**Task brief**
Your answer consists of the lines in the data that contain "exactly". Copy each of them.

Top of Dataset records

use std::future::Future;

use super::{IntegrityViolation, RecordIssue, SourceOutcome, SourceRow, StoreError};
use crate::config::EngineConfig;
use crate::performance::domain::{CanonicalScoreRecord, DateRange, SourceKind, UserId};
use crate::performance::normalize::{self, fields};

/// Read-only query interface over completed mold-change tasks. A task may
/// be credited to a primary operator and a collaborating buddy operator;
/// the store returns rows where the queried user appears in either role.
pub trait MoldChangeStore: Send + Sync {
    fn completed_tasks(
        &self,
        user_id: &UserId,
        range: DateRange,
    ) -> impl Future<Output = Result<Vec<SourceRow>, StoreError>> + Send;
}

/// Canonicalize mold-change tasks, splitting the awarded points between
/// the two participants. For every split task the two emitted shares sum
/// to exactly 1.0 and the two point values sum to the task's points.
pub(crate) fn canonicalize(rows: &[SourceRow], config: &EngineConfig) -> SourceOutcome {
    let mut outcome = SourceOutcome::default();
    for row in rows {
        match normalize::normalize(SourceKind::MoldChange, row, config) {
            Ok(task) => split_credit(task, row, config, &mut outcome),
            Err(err) => {
                tracing::debug!(record = %row.id, %err, "dropped mold-change task");
                outcome.issues.push(RecordIssue::Dropped(err));
            }
        }
    }
    outcome
}

fn split_credit(
    task: CanonicalScoreRecord,
    row: &SourceRow,
    config: &EngineConfig,
    outcome: &mut SourceOutcome,
) {
    let buddy = normalize::text_field(&row.fields, &fields::mold_change::BUDDY)
        .map(UserId)
        .filter(|buddy| *buddy != task.user_id);

    let Some(buddy) = buddy else {
        // Solo task: the primary operator keeps the full credit.
        outcome.records.push(task);
        return;
    };

    let primary_share = match explicit_primary_share(row) {
        Some(Ok(share)) => share,
        Some(Err(raw)) => {
            outcome.issues.push(RecordIssue::Integrity(IntegrityViolation {
                kind: SourceKind::MoldChange,
                source_id: task.source_id.clone(),
                detail: format!(
                    "explicit share {raw} outside (0, 1); using configured split {}",
                    config.buddy_primary_share
                ),
            }));
            config.buddy_primary_share
        }
        None => config.buddy_primary_share,
    };

    let primary_points = task.points * primary_share;
    let primary_max = task.max_points * primary_share;

    // The buddy record takes the remainder, so the pair sums exactly to
    // the task's points regardless of the share's binary representation.
    let buddy_record = CanonicalScoreRecord {
        user_id: buddy,
        points: task.points - primary_points,
        max_points: task.max_points - primary_max,
        collaborator_share: Some(1.0 - primary_share),
        ..task.clone()
    };

    outcome.records.push(CanonicalScoreRecord {
        points: primary_points,
        max_points: primary_max,
        collaborator_share: Some(primary_share),
        ..task
    });
    outcome.records.push(buddy_record);
}

/// An explicit share on the row overrides the configured split. Legacy
/// rows store it as a percentage; anything outside (0, 1) after conversion
/// is an integrity problem and falls back to the configured default.
fn explicit_primary_share(row: &SourceRow) -> Option<Result<f64, f64>> {
    let raw = normalize::optional_numeric_field(&row.fields, &fields::mold_change::PRIMARY_SHARE)?;
    let share = if raw > 1.0 && raw <= 100.0 { raw / 100.0 } else { raw };
    if share > 0.0 && share < 1.0 {
        Some(Ok(share))
    } else {
        Some(Err(raw))
    }
}

#[cfg(test)]
mod tests {
    use super::*;
    use serde_json::json;

    fn task(id: &str, fields: serde_json::Value) -> SourceRow {
        let serde_json::Value::Object(fields) = fields else {
            unreachable!()
        };
        SourceRow {
            id: id.to_string(),
            fields,
        }
    }

    fn base_task(extra: serde_json::Value) -> SourceRow {
        let mut fields = json!({
            "operatorId": "U1",
            "buddyId": "U2",
            "completedAt": "2024-03-03T10:00:00+03:00",
            "points": 20,
            "maxPoints": 20,
        });
        if let (Some(target), serde_json::Value::Object(extra)) = (fields.as_object_mut(), extra) {
            target.extend(extra);
        }
        task("mc-1", fields)
    }

    #[test]
    fn default_split_credits_both_operators_equally() {
        let outcome = canonicalize(&[base_task(json!({}))], &EngineConfig::default());

        assert!(outcome.issues.is_empty());
        assert_eq!(outcome.records.len(), 2);

        let primary = &outcome.records[0];
        let buddy = &outcome.records[1];
        assert_eq!(primary.user_id.as_str(), "U1");
        assert_eq!(buddy.user_id.as_str(), "U2");
        assert_eq!(primary.points, 10.0);
        assert_eq!(buddy.points, 10.0);
        assert_eq!(primary.collaborator_share, Some(0.5));
        assert_eq!(buddy.collaborator_share, Some(0.5));
    }

    #[test]
    fn shares_sum_to_one_and_points_sum_to_the_task() {
        let splits = [
            json!({}),
            json!({ "primaryShare": 0.7 }),
            json!({ "operatorPayi": 60 }),
        ];

        for extra in splits {
            let outcome = canonicalize(&[base_task(extra)], &EngineConfig::default());
            assert_eq!(outcome.records.len(), 2);

            let shares: f64 = outcome
                .records
                .iter()
                .map(|record| record.collaborator_share.expect("split records carry shares"))
                .sum();
            let points: f64 = outcome.records.iter().map(|record| record.points).sum();

            assert!((shares - 1.0).abs() < 1e-9);
            assert_eq!(points, 20.0);
        }
    }

    #[test]
    fn legacy_percentage_share_is_converted() {
        let outcome = canonicalize(
            &[base_task(json!({ "operatorPayi": 75 }))],
            &EngineConfig::default(),
        );

        assert_eq!(outcome.records[0].points, 15.0);
        assert_eq!(outcome.records[0].collaborator_share, Some(0.75));
        assert_eq!(outcome.records[1].points, 5.0);
    }

    #[test]
    fn out_of_range_share_falls_back_with_an_integrity_warning() {
        let outcome = canonicalize(
            &[base_task(json!({ "primaryShare": 140 }))],
            &EngineConfig::default(),
        );

        assert_eq!(outcome.records.len(), 2);
        assert_eq!(outcome.records[0].points, 10.0);
        assert_eq!(outcome.issues.len(), 1);
        assert!(matches!(outcome.issues[0], RecordIssue::Integrity(_)));
    }

    #[test]
    fn solo_tasks_keep_full_credit_without_a_share() {
        let solo = task(
            "mc-2",
            json!({
                "operatorId": "U1",
                "completedAt": "2024-03-03T10:00:00+03:00",
                "points": 20,
            }),
        );

        let outcome = canonicalize(&[solo], &EngineConfig::default());
        assert_eq!(outcome.records.len(), 1);
        assert_eq!(outcome.records[0].points, 20.0);
        assert_eq!(outcome.records[0].collaborator_share, None);
    }
}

Bottom of Dataset records

**Answer space**
/// to exactly 1.0 and the two point values sum to the task's points.
    // The buddy record takes the remainder, so the pair sums exactly to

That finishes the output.